EXERCISE DIRECTIONS: Taking the listing below, restate word for word each line from the line with "filename src/anonymization/anonymizer/redaction.rs" to the line with "use std::collections::HashSet;", ends included, and stop there.
※ ※ ※
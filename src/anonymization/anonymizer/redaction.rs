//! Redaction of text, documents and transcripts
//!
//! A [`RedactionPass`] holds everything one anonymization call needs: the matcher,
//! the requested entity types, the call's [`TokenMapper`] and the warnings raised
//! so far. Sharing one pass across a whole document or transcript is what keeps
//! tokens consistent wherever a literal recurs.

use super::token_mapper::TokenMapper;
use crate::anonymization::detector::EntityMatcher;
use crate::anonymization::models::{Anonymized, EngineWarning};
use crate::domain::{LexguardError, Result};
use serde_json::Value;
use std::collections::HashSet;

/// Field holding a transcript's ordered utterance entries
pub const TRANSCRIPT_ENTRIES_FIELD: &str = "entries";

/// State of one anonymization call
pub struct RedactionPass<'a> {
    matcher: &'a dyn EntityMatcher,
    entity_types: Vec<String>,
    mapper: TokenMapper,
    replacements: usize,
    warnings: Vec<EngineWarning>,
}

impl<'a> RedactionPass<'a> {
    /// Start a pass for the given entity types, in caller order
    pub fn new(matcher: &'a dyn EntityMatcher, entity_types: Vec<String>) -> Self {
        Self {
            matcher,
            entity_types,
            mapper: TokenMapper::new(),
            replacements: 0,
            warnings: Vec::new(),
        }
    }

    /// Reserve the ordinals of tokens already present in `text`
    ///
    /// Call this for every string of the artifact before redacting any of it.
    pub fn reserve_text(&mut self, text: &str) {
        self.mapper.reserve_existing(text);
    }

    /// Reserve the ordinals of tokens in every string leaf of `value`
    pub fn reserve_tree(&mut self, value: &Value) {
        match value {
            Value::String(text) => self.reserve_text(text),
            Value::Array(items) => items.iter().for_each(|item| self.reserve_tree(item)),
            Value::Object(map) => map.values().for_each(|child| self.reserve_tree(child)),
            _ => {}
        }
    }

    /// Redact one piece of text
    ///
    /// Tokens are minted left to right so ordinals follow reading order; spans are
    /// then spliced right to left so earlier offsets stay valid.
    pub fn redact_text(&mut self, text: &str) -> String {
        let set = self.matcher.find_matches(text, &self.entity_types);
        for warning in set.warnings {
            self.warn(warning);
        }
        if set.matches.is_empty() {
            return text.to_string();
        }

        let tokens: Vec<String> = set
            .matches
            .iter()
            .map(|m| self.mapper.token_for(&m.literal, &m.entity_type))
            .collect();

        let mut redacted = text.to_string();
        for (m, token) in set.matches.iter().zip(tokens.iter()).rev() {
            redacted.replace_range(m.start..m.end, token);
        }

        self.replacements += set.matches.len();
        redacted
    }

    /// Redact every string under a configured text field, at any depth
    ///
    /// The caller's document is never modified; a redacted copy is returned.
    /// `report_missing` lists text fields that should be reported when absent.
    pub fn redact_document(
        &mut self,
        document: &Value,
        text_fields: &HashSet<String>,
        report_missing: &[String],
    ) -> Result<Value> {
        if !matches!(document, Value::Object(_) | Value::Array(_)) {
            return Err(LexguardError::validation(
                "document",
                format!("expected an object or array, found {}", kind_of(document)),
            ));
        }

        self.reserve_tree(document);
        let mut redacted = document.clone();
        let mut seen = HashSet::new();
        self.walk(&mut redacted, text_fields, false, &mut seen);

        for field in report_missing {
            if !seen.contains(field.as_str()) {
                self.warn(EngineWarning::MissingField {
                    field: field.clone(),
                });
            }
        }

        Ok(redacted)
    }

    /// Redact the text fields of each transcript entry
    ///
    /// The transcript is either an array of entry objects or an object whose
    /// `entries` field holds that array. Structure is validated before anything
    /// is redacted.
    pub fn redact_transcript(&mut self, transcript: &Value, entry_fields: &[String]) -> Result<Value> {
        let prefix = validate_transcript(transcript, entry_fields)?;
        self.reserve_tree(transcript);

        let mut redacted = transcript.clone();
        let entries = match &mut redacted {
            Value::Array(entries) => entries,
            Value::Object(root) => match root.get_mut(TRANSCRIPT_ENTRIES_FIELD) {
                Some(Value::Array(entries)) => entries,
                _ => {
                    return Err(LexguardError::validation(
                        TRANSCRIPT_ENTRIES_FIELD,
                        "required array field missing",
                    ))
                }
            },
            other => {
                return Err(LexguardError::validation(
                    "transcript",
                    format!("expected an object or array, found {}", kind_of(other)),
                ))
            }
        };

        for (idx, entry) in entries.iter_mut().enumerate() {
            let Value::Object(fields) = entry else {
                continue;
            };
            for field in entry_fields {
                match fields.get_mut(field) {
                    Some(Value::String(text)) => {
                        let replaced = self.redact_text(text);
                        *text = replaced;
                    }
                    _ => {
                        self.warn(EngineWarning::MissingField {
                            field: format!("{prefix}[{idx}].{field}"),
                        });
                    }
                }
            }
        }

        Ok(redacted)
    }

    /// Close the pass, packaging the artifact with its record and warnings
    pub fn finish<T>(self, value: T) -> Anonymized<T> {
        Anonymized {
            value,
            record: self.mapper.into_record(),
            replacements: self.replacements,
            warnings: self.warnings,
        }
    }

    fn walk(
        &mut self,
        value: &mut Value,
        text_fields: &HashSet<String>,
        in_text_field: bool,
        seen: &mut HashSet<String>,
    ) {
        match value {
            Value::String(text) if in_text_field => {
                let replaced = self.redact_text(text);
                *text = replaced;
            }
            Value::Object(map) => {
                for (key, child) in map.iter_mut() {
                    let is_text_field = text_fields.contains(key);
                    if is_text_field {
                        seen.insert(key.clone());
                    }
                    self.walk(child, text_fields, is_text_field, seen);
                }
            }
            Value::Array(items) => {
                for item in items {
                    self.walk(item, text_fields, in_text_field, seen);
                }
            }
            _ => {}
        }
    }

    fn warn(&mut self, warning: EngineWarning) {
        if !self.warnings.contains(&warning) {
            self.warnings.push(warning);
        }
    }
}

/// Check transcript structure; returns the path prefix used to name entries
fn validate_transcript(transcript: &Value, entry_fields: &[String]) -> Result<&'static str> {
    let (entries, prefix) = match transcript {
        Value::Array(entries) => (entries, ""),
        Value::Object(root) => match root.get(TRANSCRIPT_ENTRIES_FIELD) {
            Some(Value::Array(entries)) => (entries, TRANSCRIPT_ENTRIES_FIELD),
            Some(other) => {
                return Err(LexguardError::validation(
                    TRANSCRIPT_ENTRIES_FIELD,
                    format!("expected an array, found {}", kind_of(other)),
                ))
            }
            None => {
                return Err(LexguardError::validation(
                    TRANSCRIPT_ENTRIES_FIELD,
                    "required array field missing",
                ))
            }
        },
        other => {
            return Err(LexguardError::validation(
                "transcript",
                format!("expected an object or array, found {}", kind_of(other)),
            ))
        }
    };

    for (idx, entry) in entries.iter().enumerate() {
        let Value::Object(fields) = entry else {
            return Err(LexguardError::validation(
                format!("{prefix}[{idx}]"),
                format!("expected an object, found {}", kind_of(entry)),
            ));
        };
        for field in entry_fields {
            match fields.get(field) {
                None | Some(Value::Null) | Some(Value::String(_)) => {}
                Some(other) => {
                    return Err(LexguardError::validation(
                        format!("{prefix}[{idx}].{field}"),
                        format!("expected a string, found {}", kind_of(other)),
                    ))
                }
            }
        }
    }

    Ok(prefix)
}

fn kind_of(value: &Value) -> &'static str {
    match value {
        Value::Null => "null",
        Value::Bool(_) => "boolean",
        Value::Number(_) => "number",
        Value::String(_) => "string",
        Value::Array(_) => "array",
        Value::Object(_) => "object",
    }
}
※ ※ ※
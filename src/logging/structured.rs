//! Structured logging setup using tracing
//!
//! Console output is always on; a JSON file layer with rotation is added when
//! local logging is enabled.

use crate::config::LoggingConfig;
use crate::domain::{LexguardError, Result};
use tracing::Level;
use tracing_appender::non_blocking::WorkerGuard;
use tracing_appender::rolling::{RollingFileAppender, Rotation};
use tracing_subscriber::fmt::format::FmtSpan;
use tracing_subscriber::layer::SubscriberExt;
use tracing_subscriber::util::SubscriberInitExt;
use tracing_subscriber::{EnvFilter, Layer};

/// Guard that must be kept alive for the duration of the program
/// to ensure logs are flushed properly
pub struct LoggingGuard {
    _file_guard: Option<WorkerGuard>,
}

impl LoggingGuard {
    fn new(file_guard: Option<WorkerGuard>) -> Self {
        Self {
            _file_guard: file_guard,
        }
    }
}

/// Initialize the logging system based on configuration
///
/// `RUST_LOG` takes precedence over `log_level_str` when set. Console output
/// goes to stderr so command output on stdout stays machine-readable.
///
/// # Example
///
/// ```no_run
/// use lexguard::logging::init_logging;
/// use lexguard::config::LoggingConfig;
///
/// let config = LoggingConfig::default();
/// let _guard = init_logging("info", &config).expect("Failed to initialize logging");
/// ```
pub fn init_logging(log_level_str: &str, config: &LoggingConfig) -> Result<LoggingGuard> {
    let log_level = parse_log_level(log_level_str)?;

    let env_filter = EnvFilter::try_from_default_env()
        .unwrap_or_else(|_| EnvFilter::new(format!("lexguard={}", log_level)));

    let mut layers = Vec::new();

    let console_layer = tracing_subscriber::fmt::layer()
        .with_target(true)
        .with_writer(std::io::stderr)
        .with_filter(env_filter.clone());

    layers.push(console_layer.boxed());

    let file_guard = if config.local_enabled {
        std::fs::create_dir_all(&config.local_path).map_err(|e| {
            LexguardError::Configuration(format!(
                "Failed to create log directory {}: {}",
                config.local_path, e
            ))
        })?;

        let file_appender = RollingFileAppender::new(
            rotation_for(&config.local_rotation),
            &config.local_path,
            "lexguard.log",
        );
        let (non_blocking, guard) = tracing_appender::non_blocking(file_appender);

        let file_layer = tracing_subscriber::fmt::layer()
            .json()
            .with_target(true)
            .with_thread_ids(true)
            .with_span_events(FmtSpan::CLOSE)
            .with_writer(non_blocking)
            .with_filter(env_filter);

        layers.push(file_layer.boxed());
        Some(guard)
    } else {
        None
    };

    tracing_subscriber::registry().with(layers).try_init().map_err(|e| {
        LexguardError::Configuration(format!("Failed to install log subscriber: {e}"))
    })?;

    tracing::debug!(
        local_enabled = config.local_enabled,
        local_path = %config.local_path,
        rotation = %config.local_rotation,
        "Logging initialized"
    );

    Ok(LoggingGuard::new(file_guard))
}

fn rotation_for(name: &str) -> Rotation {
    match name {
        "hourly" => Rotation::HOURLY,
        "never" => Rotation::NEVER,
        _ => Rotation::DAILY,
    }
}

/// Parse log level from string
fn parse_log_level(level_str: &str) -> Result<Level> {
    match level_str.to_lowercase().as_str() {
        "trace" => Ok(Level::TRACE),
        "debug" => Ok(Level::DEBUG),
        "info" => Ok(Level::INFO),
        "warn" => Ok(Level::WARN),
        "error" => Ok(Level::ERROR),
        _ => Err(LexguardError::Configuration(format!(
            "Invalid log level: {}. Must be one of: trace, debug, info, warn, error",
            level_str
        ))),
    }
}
※ ※ ※
RESPONSE BOX:
filename src/anonymization/anonymizer/redaction.rs
//! Redaction of text, documents and transcripts
//!
//! A [`RedactionPass`] holds everything one anonymization call needs: the matcher,
//! the requested entity types, the call's [`TokenMapper`] and the warnings raised
//! so far. Sharing one pass across a whole document or transcript is what keeps
//! tokens consistent wherever a literal recurs.

use super::token_mapper::TokenMapper;
use crate::anonymization::detector::EntityMatcher;
use crate::anonymization::models::{Anonymized, EngineWarning};
use crate::domain::{LexguardError, Result};
use serde_json::Value;
use std::collections::HashSet;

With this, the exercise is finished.